The decision follows a series of steps Indian officials took in recent weeks to bolster flagging investor confidence and increase foreign capital flows to support its slowing economy and the falling rupee. This month, for instance, policy makers allowed individual investors in other countries to invest directly in the Indian stock market, rather than being required to go through intermediaries like offshore funds.
Last month, many investors, foreign and domestic, said they were deeply disappointed when the government led by the Congress Party quickly reversed a decision to allow 51 percent foreign investment in multibrand retailing — a category that covers companies like Wal-Mart Stores, Tesco and Carrefour. Many had seen the decision to allow foreign retailers as a welcome spurt of free-market initiative by a government that has resisted such change in its seven-year tenure.

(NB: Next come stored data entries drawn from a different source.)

//! BMP decoder: core and info headers, 1/4/8/16/24/32 bpp, RLE4/RLE8, and
//! BITFIELDS channel masks.
//!
//! Output rows are always top row first, whatever order the file stores
//! them in.

use alloc::string::String;
use alloc::vec::Vec;

use enough::Stop;

use super::header::{
    CORE_HEADER_LEN, Compression, CoreHeader, FILE_HEADER_LEN, FileHeader, INFO_HEADER_LEN,
    InfoHeader,
};
use super::rle;
use super::utils::{Cursor, Palette, expand_indices};
use crate::decode::{DecodeOutput, alloc_pixels};
use crate::error::DecodeError;
use crate::format::ImageFormat;
use crate::limits::Limits;
use crate::pixel::PixelFormat;

/// File header plus the smallest (core) DIB header.
const MIN_BMP_LEN: usize = FILE_HEADER_LEN + CORE_HEADER_LEN as usize;

/// BITFIELDS masks sit right after the 40 info-header fields.
const BITFIELDS_OFFSET: usize = FILE_HEADER_LEN + INFO_HEADER_LEN as usize;

fn overflow(msg: String) -> DecodeError {
    log::warn!("BMP data overflow: {msg}");
    DecodeError::BmpDataOverflow(msg)
}

fn unsupported(msg: String) -> DecodeError {
    log::warn!("unsupported BMP: {msg}");
    DecodeError::BmpUnsupported(msg)
}

fn invalid(msg: String) -> DecodeError {
    log::warn!("invalid BMP: {msg}");
    DecodeError::BmpInvalidFormat(msg)
}

// ── Parsed BMP header info ──────────────────────────────────────────

#[derive(Debug, Clone, Copy)]
pub(crate) struct BmpHeader {
    pub file: FileHeader,
    pub info: InfoHeader,
    pub compression: Compression,
    pub width: u32,
    /// Absolute height; row order lives in `top_down`.
    pub height: u32,
    pub top_down: bool,
    /// Start of the colour table.
    pub palette_offset: usize,
    /// 4 (BGRX) for info headers, 3 (BGR) for core headers.
    pub palette_entry_size: usize,
}

impl BmpHeader {
    pub(crate) fn bit_count(&self) -> u16 {
        self.info.bit_count
    }

    pub(crate) fn pixel_offset(&self) -> usize {
        self.file.off_bits as usize
    }

    /// Colour table entries present in `data`, at most `2^bit_count`.
    ///
    /// The table ends at the pixel data when that starts after the header.
    pub(crate) fn palette(&self, data: &[u8]) -> Palette {
        let max_entries = 1usize << self.bit_count().min(8);
        let table_end = if self.pixel_offset() > self.palette_offset {
            self.pixel_offset().min(data.len())
        } else {
            data.len()
        };
        Palette::read(
            data.get(..table_end).unwrap_or(data),
            self.palette_offset,
            self.palette_entry_size,
            max_entries,
        )
    }

    /// File row holding output row `row`. Also maps file rows to output rows.
    pub(crate) fn flip_row(&self, row: usize) -> usize {
        if self.top_down {
            row
        } else {
            self.height as usize - 1 - row
        }
    }
}

// ── Header parsing ──────────────────────────────────────────────────

/// Parse and validate the file and DIB headers.
pub(crate) fn parse_header(data: &[u8]) -> Result<BmpHeader, DecodeError> {
    if data.len() < MIN_BMP_LEN {
        log::warn!("BMP input of {} bytes is shorter than {MIN_BMP_LEN}", data.len());
        return Err(DecodeError::BmpDataTooSmall {
            needed: MIN_BMP_LEN,
            actual: data.len(),
        });
    }

    let mut cursor = Cursor::new(data);
    let file = FileHeader::parse(&mut cursor)?;
    if file.file_size as usize > data.len() {
        return Err(overflow(alloc::format!(
            "file size {} exceeds {}-byte input",
            file.file_size,
            data.len()
        )));
    }
    if file.off_bits as usize > data.len() {
        return Err(overflow(alloc::format!(
            "pixel offset {} exceeds {}-byte input",
            file.off_bits,
            data.len()
        )));
    }

    let header_size = Cursor::at(data, FILE_HEADER_LEN)?.get_u32_le("header size")?;
    let header_end = FILE_HEADER_LEN as u64 + u64::from(header_size);
    if header_end > data.len() as u64 {
        return Err(overflow(alloc::format!(
            "{header_size}-byte DIB header exceeds {}-byte input",
            data.len()
        )));
    }

    let mut cursor = Cursor::at(data, FILE_HEADER_LEN)?;
    let (info, palette_entry_size) = if header_size >= INFO_HEADER_LEN {
        (InfoHeader::parse(&mut cursor)?, 4)
    } else if header_size >= CORE_HEADER_LEN {
        (InfoHeader::from_core(CoreHeader::parse(&mut cursor)?), 3)
    } else {
        return Err(unsupported(alloc::format!("DIB header size {header_size}")));
    };

    log::trace!(
        "BMP header: file_size={} reserved={:?} off_bits={} dib={} {}x{} planes={} bpp={} \
         compression={} size_image={} ppm={}x{} colors={}/{} palette_entry={}",
        file.file_size,
        file.reserved,
        file.off_bits,
        info.size,
        info.width,
        info.height,
        info.planes,
        info.bit_count,
        info.compression,
        info.size_image,
        info.x_pels_per_meter,
        info.y_pels_per_meter,
        info.clr_used,
        info.clr_important,
        palette_entry_size
    );

    let bit_count = info.bit_count;
    if !matches!(bit_count, 1 | 4 | 8 | 16 | 24 | 32) {
        return Err(unsupported(alloc::format!("bit depth {bit_count}")));
    }

    let compression = Compression::from_u32(info.compression)
        .ok_or_else(|| unsupported(alloc::format!("compression {}", info.compression)))?;

    let depth_ok = match compression {
        Compression::Rgb => true,
        Compression::Rle4 => bit_count == 4,
        Compression::Rle8 => bit_count == 8,
        Compression::Bitfields => matches!(bit_count, 16 | 32),
    };
    if !depth_ok {
        return Err(invalid(alloc::format!(
            "{compression:?} compression with {bit_count} bits per pixel"
        )));
    }

    let top_down = info.height < 0;
    let height = if top_down {
        info.height
            .checked_neg()
            .ok_or_else(|| invalid(alloc::format!("height {}", info.height)))?
    } else {
        info.height
    };
    if info.width <= 0 || height <= 0 {
        return Err(invalid(alloc::format!(
            "dimensions {}x{}",
            info.width,
            info.height
        )));
    }

    Ok(BmpHeader {
        file,
        info,
        compression,
        width: info.width as u32,
        height: height as u32,
        top_down,
        palette_offset: header_end as usize,
        palette_entry_size,
    })
}

// ── Full decode ─────────────────────────────────────────────────────

pub(crate) fn decode(
    data: &[u8],
    limits: Option<&Limits>,
    stop: &dyn Stop,
) -> Result<DecodeOutput, DecodeError> {
    let header = parse_header(data)?;
    if let Some(limits) = limits {
        limits.check(header.width, header.height)?;
    }
    stop.check()?;

    let (pixels, pixel_format) = match header.compression {
        Compression::Rle4 | Compression::Rle8 => {
            log::trace!("BMP: {:?} stream", header.compression);
            let pixels = rle::decode_rle(data, &header, limits, stop)?;
            (pixels, PixelFormat::Rgb8)
        }
        Compression::Bitfields => decode_bitfields(data, &header, limits, stop)?,
        Compression::Rgb => decode_uncompressed(data, &header, limits, stop)?,
    };

    DecodeOutput::new(
        pixels,
        header.width,
        header.height,
        ImageFormat::Bmp,
        pixel_format,
    )
}

/// `width * height * bpp`, the size of a top-first output buffer.
pub(crate) fn output_len(header: &BmpHeader, format: PixelFormat) -> Result<usize, DecodeError> {
    (header.width as usize)
        .checked_mul(header.height as usize)
        .and_then(|px| px.checked_mul(format.bytes_per_pixel()))
        .ok_or(DecodeError::OutOfMemory(usize::MAX))
}

// ── Row geometry ────────────────────────────────────────────────────

struct RowLayout {
    /// Bytes of pixel data in one row.
    row_bytes: usize,
    /// Row pitch, `row_bytes` rounded up to 4.
    stride: usize,
}

impl RowLayout {
    fn new(header: &BmpHeader, data_len: usize) -> Result<Self, DecodeError> {
        let too_big = || {
            overflow(alloc::format!(
                "{}x{} at {} bpp overflows row arithmetic",
                header.width,
                header.height,
                header.bit_count()
            ))
        };
        let row_bytes = (header.width as usize)
            .checked_mul(usize::from(header.bit_count()))
            .map(|bits| bits.div_ceil(8))
            .ok_or_else(too_big)?;
        let stride = row_bytes
            .checked_add(3)
            .map(|r| r & !3)
            .ok_or_else(too_big)?;
        let required = stride
            .checked_mul(header.height as usize - 1)
            .and_then(|b| b.checked_add(row_bytes))
            .ok_or_else(too_big)?;
        let available = data_len - header.pixel_offset();
        if required > available {
            return Err(overflow(alloc::format!(
                "pixel data needs {required} bytes at offset {}, only {available} present",
                header.pixel_offset()
            )));
        }
        Ok(Self { row_bytes, stride })
    }

    /// Pixel bytes of the row that lands at output row `out_row`.
    fn source_row<'a>(
        &self,
        data: &'a [u8],
        header: &BmpHeader,
        out_row: usize,
    ) -> Result<&'a [u8], DecodeError> {
        let start = header.pixel_offset() + header.flip_row(out_row) * self.stride;
        data.get(start..start + self.row_bytes)
            .ok_or_else(|| overflow(alloc::format!("row {out_row} at offset {start}")))
    }
}

// ── Uncompressed ────────────────────────────────────────────────────

fn decode_uncompressed(
    data: &[u8],
    header: &BmpHeader,
    limits: Option<&Limits>,
    stop: &dyn Stop,
) -> Result<(Vec<u8>, PixelFormat), DecodeError> {
    let rows = RowLayout::new(header, data.len())?;
    let bit_count = header.bit_count();
    let format = if bit_count == 32 {
        PixelFormat::Rgba8
    } else {
        PixelFormat::Rgb8
    };
    log::trace!("BMP: uncompressed {bit_count} bpp -> {format:?}");

    let width = header.width as usize;
    let mut pixels = alloc_pixels(output_len(header, format)?, limits)?;
    let out_stride = width * format.bytes_per_pixel();

    let palette = (bit_count <= 8).then(|| header.palette(data));
    let mut indices = if bit_count <= 8 {
        alloc_pixels(width, None)?
    } else {
        Vec::new()
    };

    for (y, dst) in pixels.chunks_exact_mut(out_stride).enumerate() {
        if y % 16 == 0 {
            stop.check()?;
        }
        let src = rows.source_row(data, header, y)?;
        match bit_count {
            32 => {
                for (s, d) in src.chunks_exact(4).zip(dst.chunks_exact_mut(4)) {
                    d.copy_from_slice(&[s[2], s[1], s[0], s[3]]);
                }
            }
            24 => {
                for (s, d) in src.chunks_exact(3).zip(dst.chunks_exact_mut(3)) {
                    d.copy_from_slice(&[s[2], s[1], s[0]]);
                }
            }
            16 => {
                // X1R5G5B5
                for (s, d) in src.chunks_exact(2).zip(dst.chunks_exact_mut(3)) {
                    let p = u16::from_le_bytes([s[0], s[1]]);
                    d[0] = (((p & 0x7c00) >> 10) << 3) as u8;
                    d[1] = (((p & 0x03e0) >> 5) << 3) as u8;
                    d[2] = ((p & 0x001f) << 3) as u8;
                }
            }
            _ => {
                let Some(palette) = palette.as_ref() else {
                    return Err(unsupported(alloc::format!("bit depth {bit_count}")));
                };
                expand_indices(bit_count, src, &mut indices);
                for (&index, d) in indices.iter().zip(dst.chunks_exact_mut(3)) {
                    d.copy_from_slice(&palette.get(index)?.rgb());
                }
            }
        }
    }

    Ok((pixels, format))
}

// ── BITFIELDS ───────────────────────────────────────────────────────

#[derive(Clone, Copy, Debug, PartialEq, Eq)]
pub(crate) struct ChannelMask {
    shift: u32,
    mask: u32,
    bits: u32,
}

impl ChannelMask {
    pub(crate) fn new(raw: u32) -> Self {
        if raw == 0 {
            return Self {
                shift: 0,
                mask: 0,
                bits: 0,
            };
        }
        let shift = raw.trailing_zeros();
        let mask = raw >> shift;
        Self {
            shift,
            mask,
            bits: 32 - mask.leading_zeros(),
        }
    }

    pub(crate) fn bits(self) -> u32 {
        self.bits
    }

    fn extract(self, px: u32) -> u32 {
        (px >> self.shift) & self.mask
    }

    /// Only valid for masks of at most 8 bits.
    fn to_u8(self, px: u32) -> u8 {
        (self.extract(px) << (8 - self.bits)) as u8
    }

    fn to_f32(self, px: u32) -> f32 {
        if self.mask == 0 {
            0.0
        } else {
            self.extract(px) as f32 / self.mask as f32
        }
    }
}

fn read_le(bytes: &[u8]) -> u32 {
    bytes
        .iter()
        .rev()
        .fold(0u32, |acc, &b| (acc << 8) | u32::from(b))
}

fn decode_bitfields(
    data: &[u8],
    header: &BmpHeader,
    limits: Option<&Limits>,
    stop: &dyn Stop,
) -> Result<(Vec<u8>, PixelFormat), DecodeError> {
    let mut cursor = Cursor::at(data, BITFIELDS_OFFSET)?;
    let masks = [
        ChannelMask::new(cursor.get_u32_le("bitfield masks")?),
        ChannelMask::new(cursor.get_u32_le("bitfield masks")?),
        ChannelMask::new(cursor.get_u32_le("bitfield masks")?),
    ];
    let rows = RowLayout::new(header, data.len())?;

    let narrow = masks.iter().all(|m| m.bits() <= 8);
    let format = if narrow {
        PixelFormat::Rgb8
    } else {
        PixelFormat::Rgb32F
    };
    log::trace!(
        "BMP: bitfields {} bpp, channel bits {}/{}/{} -> {format:?}",
        header.bit_count(),
        masks[0].bits(),
        masks[1].bits(),
        masks[2].bits()
    );

    let src_bpp = usize::from(header.bit_count() / 8);
    let out_stride = header.width as usize * format.bytes_per_pixel();
    let mut pixels = alloc_pixels(output_len(header, format)?, limits)?;

    for (y, dst) in pixels.chunks_exact_mut(out_stride).enumerate() {
        if y % 16 == 0 {
            stop.check()?;
        }
        let src = rows.source_row(data, header, y)?;
        let src_px = src.chunks_exact(src_bpp).map(read_le);
        if narrow {
            for (px, d) in src_px.zip(dst.chunks_exact_mut(3)) {
                for (mask, c) in masks.iter().zip(d.iter_mut()) {
                    *c = mask.to_u8(px);
                }
            }
        } else {
            for (px, d) in src_px.zip(dst.chunks_exact_mut(12)) {
                for (mask, c) in masks.iter().zip(d.chunks_exact_mut(4)) {
                    c.copy_from_slice(&mask.to_f32(px).to_ne_bytes());
                }
            }
        }
    }

    Ok((pixels, format))
}
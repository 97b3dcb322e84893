//! Minimal streaming contract shared with collaborator codecs.
//!
//! Codecs in this crate work on whole in-memory buffers. Anything that
//! supplies or consumes bytes incrementally (files, sockets, external
//! decoders) talks to the crate through [`ByteSource`] and [`ByteSink`];
//! [`read_all`] and [`crate::decode_from_source`] bridge the two worlds.

use alloc::string::String;
use alloc::vec::Vec;

use crate::error::DecodeError;
use crate::limits::Limits;

const READ_CHUNK: usize = 8 * 1024;

/// Errors raised by stream implementations.
#[derive(Debug, thiserror::Error)]
#[non_exhaustive]
pub enum StreamError {
    #[error("stream does not support {0}")]
    Unsupported(&'static str),

    #[error("seek to {0} is out of range")]
    OutOfRange(i128),

    #[error("source reported {reported} bytes read into a {capacity}-byte buffer")]
    InvalidRead { reported: usize, capacity: usize },

    #[error("sink accepted zero bytes")]
    WriteZero,

    #[error("I/O error: {0}")]
    Io(String),
}

#[cfg(feature = "std")]
impl From<std::io::Error> for StreamError {
    fn from(e: std::io::Error) -> Self {
        StreamError::Io(alloc::string::ToString::to_string(&e))
    }
}

/// Seek origin, mirroring `std::io::SeekFrom` for `no_std` builds.
#[derive(Clone, Copy, Debug, PartialEq, Eq)]
pub enum SeekFrom {
    Start(u64),
    End(i64),
    Current(i64),
}

/// A readable byte stream.
///
/// Only [`read`](ByteSource::read) is required. Sources that can report
/// their size should implement [`total_length`](ByteSource::total_length)
/// so that [`read_all`] can allocate once.
pub trait ByteSource {
    /// Read up to `buf.len()` bytes, returning how many were read. Zero means
    /// end of stream.
    fn read(&mut self, buf: &mut [u8]) -> Result<usize, StreamError>;

    fn seek(&mut self, _pos: SeekFrom) -> Result<u64, StreamError> {
        Err(StreamError::Unsupported("seek"))
    }

    fn tell(&mut self) -> Result<u64, StreamError> {
        Err(StreamError::Unsupported("tell"))
    }

    /// Total stream length in bytes, if known.
    fn total_length(&mut self) -> Option<u64> {
        None
    }
}

impl<S: ByteSource + ?Sized> ByteSource for &mut S {
    fn read(&mut self, buf: &mut [u8]) -> Result<usize, StreamError> {
        (**self).read(buf)
    }

    fn seek(&mut self, pos: SeekFrom) -> Result<u64, StreamError> {
        (**self).seek(pos)
    }

    fn tell(&mut self) -> Result<u64, StreamError> {
        (**self).tell()
    }

    fn total_length(&mut self) -> Option<u64> {
        (**self).total_length()
    }
}

/// A writable byte stream.
pub trait ByteSink {
    /// Write up to `buf.len()` bytes, returning how many were accepted.
    fn write(&mut self, buf: &[u8]) -> Result<usize, StreamError>;

    fn write_all(&mut self, mut buf: &[u8]) -> Result<(), StreamError> {
        while !buf.is_empty() {
            let n = self.write(buf)?;
            if n == 0 {
                return Err(StreamError::WriteZero);
            }
            buf = buf.get(n..).unwrap_or_default();
        }
        Ok(())
    }

    fn flush(&mut self) -> Result<(), StreamError> {
        Ok(())
    }
}

impl ByteSink for Vec<u8> {
    fn write(&mut self, buf: &[u8]) -> Result<usize, StreamError> {
        self.extend_from_slice(buf);
        Ok(buf.len())
    }
}

impl<S: ByteSink + ?Sized> ByteSink for &mut S {
    fn write(&mut self, buf: &[u8]) -> Result<usize, StreamError> {
        (**self).write(buf)
    }

    fn flush(&mut self) -> Result<(), StreamError> {
        (**self).flush()
    }
}

/// Seekable source over a borrowed byte slice.
#[derive(Clone, Debug)]
pub struct SliceSource<'a> {
    data: &'a [u8],
    pos: usize,
}

impl<'a> SliceSource<'a> {
    pub fn new(data: &'a [u8]) -> Self {
        Self { data, pos: 0 }
    }

    /// Bytes not yet read.
    pub fn remaining(&self) -> &'a [u8] {
        self.data.get(self.pos..).unwrap_or_default()
    }
}

impl ByteSource for SliceSource<'_> {
    fn read(&mut self, buf: &mut [u8]) -> Result<usize, StreamError> {
        let rest = self.remaining();
        let n = rest.len().min(buf.len());
        buf[..n].copy_from_slice(&rest[..n]);
        self.pos += n;
        Ok(n)
    }

    fn seek(&mut self, pos: SeekFrom) -> Result<u64, StreamError> {
        let target: i128 = match pos {
            SeekFrom::Start(p) => i128::from(p),
            SeekFrom::End(d) => self.data.len() as i128 + i128::from(d),
            SeekFrom::Current(d) => self.pos as i128 + i128::from(d),
        };
        if target < 0 || target > self.data.len() as i128 {
            return Err(StreamError::OutOfRange(target));
        }
        self.pos = target as usize;
        Ok(self.pos as u64)
    }

    fn tell(&mut self) -> Result<u64, StreamError> {
        Ok(self.pos as u64)
    }

    fn total_length(&mut self) -> Option<u64> {
        Some(self.data.len() as u64)
    }
}

/// Adapter exposing a `std::io` reader as a [`ByteSource`].
#[cfg(feature = "std")]
#[derive(Debug)]
pub struct IoSource<R>(pub R);

#[cfg(feature = "std")]
impl<R: std::io::Read + std::io::Seek> ByteSource for IoSource<R> {
    fn read(&mut self, buf: &mut [u8]) -> Result<usize, StreamError> {
        loop {
            match self.0.read(buf) {
                Ok(n) => return Ok(n),
                Err(e) if e.kind() == std::io::ErrorKind::Interrupted => continue,
                Err(e) => return Err(e.into()),
            }
        }
    }

    fn seek(&mut self, pos: SeekFrom) -> Result<u64, StreamError> {
        let pos = match pos {
            SeekFrom::Start(p) => std::io::SeekFrom::Start(p),
            SeekFrom::End(d) => std::io::SeekFrom::End(d),
            SeekFrom::Current(d) => std::io::SeekFrom::Current(d),
        };
        Ok(self.0.seek(pos)?)
    }

    fn tell(&mut self) -> Result<u64, StreamError> {
        Ok(self.0.stream_position()?)
    }

    fn total_length(&mut self) -> Option<u64> {
        let current = self.0.stream_position().ok()?;
        let end = self.0.seek(std::io::SeekFrom::End(0)).ok()?;
        self.0.seek(std::io::SeekFrom::Start(current)).ok()?;
        Some(end)
    }
}

/// Adapter exposing a `std::io` writer as a [`ByteSink`].
#[cfg(feature = "std")]
#[derive(Debug)]
pub struct IoSink<W>(pub W);

#[cfg(feature = "std")]
impl<W: std::io::Write> ByteSink for IoSink<W> {
    fn write(&mut self, buf: &[u8]) -> Result<usize, StreamError> {
        Ok(self.0.write(buf)?)
    }

    fn flush(&mut self) -> Result<(), StreamError> {
        Ok(self.0.flush()?)
    }
}

/// Drain `source` into a freshly allocated buffer.
///
/// Honors [`Limits::max_input_bytes`] both up front (when the source knows
/// its length) and while reading.
pub fn read_all<S: ByteSource + ?Sized>(
    source: &mut S,
    limits: Option<&Limits>,
) -> Result<Vec<u8>, DecodeError> {
    let mut out = Vec::new();

    if let Some(total) = source.total_length() {
        let remaining = match source.tell() {
            Ok(pos) => total.saturating_sub(pos),
            Err(_) => total,
        };
        if let Some(limits) = limits {
            limits.check_input(remaining)?;
        }
        let hint = usize::try_from(remaining).map_err(|_| DecodeError::OutOfMemory(usize::MAX))?;
        out.try_reserve_exact(hint)
            .map_err(|_| DecodeError::OutOfMemory(hint))?;
    }

    let mut chunk = [0u8; READ_CHUNK];
    loop {
        let n = source.read(&mut chunk)?;
        if n == 0 {
            break;
        }
        let filled = chunk.get(..n).ok_or(StreamError::InvalidRead {
            reported: n,
            capacity: READ_CHUNK,
        })?;
        let new_len = out.len().saturating_add(n);
        if let Some(limits) = limits {
            limits.check_input(new_len as u64)?;
        }
        out.try_reserve(n)
            .map_err(|_| DecodeError::OutOfMemory(new_len))?;
        out.extend_from_slice(filled);
    }

    log::trace!("drained {} bytes from source", out.len());
    Ok(out)
}
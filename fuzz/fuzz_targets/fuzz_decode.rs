#![no_main]
use libfuzzer_sys::fuzz_target;

fuzz_target!(|data: &[u8]| {
    // Sniffing must never read out of bounds
    let _ = zenraster::identify_format(data);

    // Auto-detect and forced BMP decode must never panic
    let _ = zenraster::decode(data, enough::Unstoppable);
    let _ = zenraster::decode_bmp(data, enough::Unstoppable);
});
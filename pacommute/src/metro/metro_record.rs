use serde::{Deserialize, Serialize};

#[derive(Serialize, Deserialize, Clone, Debug, PartialEq)]
pub struct MetroRecord {
    pub metro: String,
    pub avg_commute: f64,
    pub workers: u64,
    /// annual commute CO2 per worker, in tons
    pub co2_per_capita: f64,
    pub transit_pct: u32,
    pub median_income: u32,
    /// commute minutes per $100k of median income
    pub commute_burden_score: f64,
}
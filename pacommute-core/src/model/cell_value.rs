use serde::{Deserialize, Serialize};
use std::fmt::Display;

/// tokens a tabular reader treats as a missing value. mirrors the default
/// missing-value list of common dataframe readers so that census annotation
/// cells like "N/A" land as null in the JSON mirrors.
pub const MISSING_VALUE_TOKENS: [&str; 16] = [
    "", "#N/A", "#N/A N/A", "#NA", "-1.#IND", "-1.#QNAN", "-NaN", "-nan", "1.#IND", "1.#QNAN",
    "<NA>", "N/A", "NA", "NULL", "NaN", "nan",
];

/// a single cell value read from a delimited text file or a spreadsheet.
///
/// serialized untagged so that JSON mirrors of source tables carry plain
/// values, with [`CellValue::Empty`] written as `null`.
#[derive(Serialize, Deserialize, Clone, Debug, PartialEq, Default)]
#[serde(untagged)]
pub enum CellValue {
    #[default]
    Empty,
    Bool(bool),
    Int(i64),
    Float(f64),
    String(String),
}

impl CellValue {
    /// true for cells that carry no value, including float NaN cells
    pub fn is_missing(&self) -> bool {
        match self {
            CellValue::Empty => true,
            CellValue::Float(f) => f.is_nan(),
            _ => false,
        }
    }

    /// true if the raw text of a delimited file should be read as a missing value
    pub fn is_missing_token(text: &str) -> bool {
        MISSING_VALUE_TOKENS.contains(&text)
    }
}

impl From<&str> for CellValue {
    fn from(value: &str) -> Self {
        CellValue::String(value.to_string())
    }
}

impl From<String> for CellValue {
    fn from(value: String) -> Self {
        CellValue::String(value)
    }
}

impl From<i64> for CellValue {
    fn from(value: i64) -> Self {
        CellValue::Int(value)
    }
}

impl From<f64> for CellValue {
    fn from(value: f64) -> Self {
        CellValue::Float(value)
    }
}

impl From<bool> for CellValue {
    fn from(value: bool) -> Self {
        CellValue::Bool(value)
    }
}

impl Display for CellValue {
    fn fmt(&self, f: &mut std::fmt::Formatter<'_>) -> std::fmt::Result {
        match self {
            CellValue::Empty => write!(f, "nan"),
            CellValue::Bool(true) => write!(f, "True"),
            CellValue::Bool(false) => write!(f, "False"),
            CellValue::Int(i) => write!(f, "{i}"),
            CellValue::Float(v) if v.is_nan() => write!(f, "nan"),
            CellValue::Float(v) => write!(f, "{v}"),
            CellValue::String(s) => write!(f, "{s}"),
        }
    }
}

But many Indian political leaders, including some members of Congress and its allies, opposed allowing foreign retailers into the country, saying they would decimate small shopkeepers and wholesale traders that employ about 34 million people. Much of that criticism
was aimed at so-called big-box retailers like Wal-Mart Stores, which has a wholesale business in India.
The decision Tuesday to further open up single-brand retailing to competition, which officials had signaled
in early December, suggests that Prime Minister Manmohan Singh and his aides believe there will not be significant political resistance to niche foreign retailers, which will by and large cater to the middle and upper classes of Indian society rather than to the masses.
Still, the approval comes with some strict conditions that might be difficult for some companies to meet. Among them is a requirement that single-brand retailers buy 30 percent of the value of their products from small Indian businesses and artisans that have invested less than $1 million in plants and equipment. If, over time, the suppliers grow and invest more than that sum they will no longer be counted against the 30 percent minimum requirement. Previously, some analysts said that such a purchasing condition would violate World Trade Organization rules, which apply to India.
The new rules also say that investors wishing to own 100 percent of single-brand stores must own the brands that their stores sell, which would preclude franchisers. Another requirement would block companies from rebranding related goods made by others.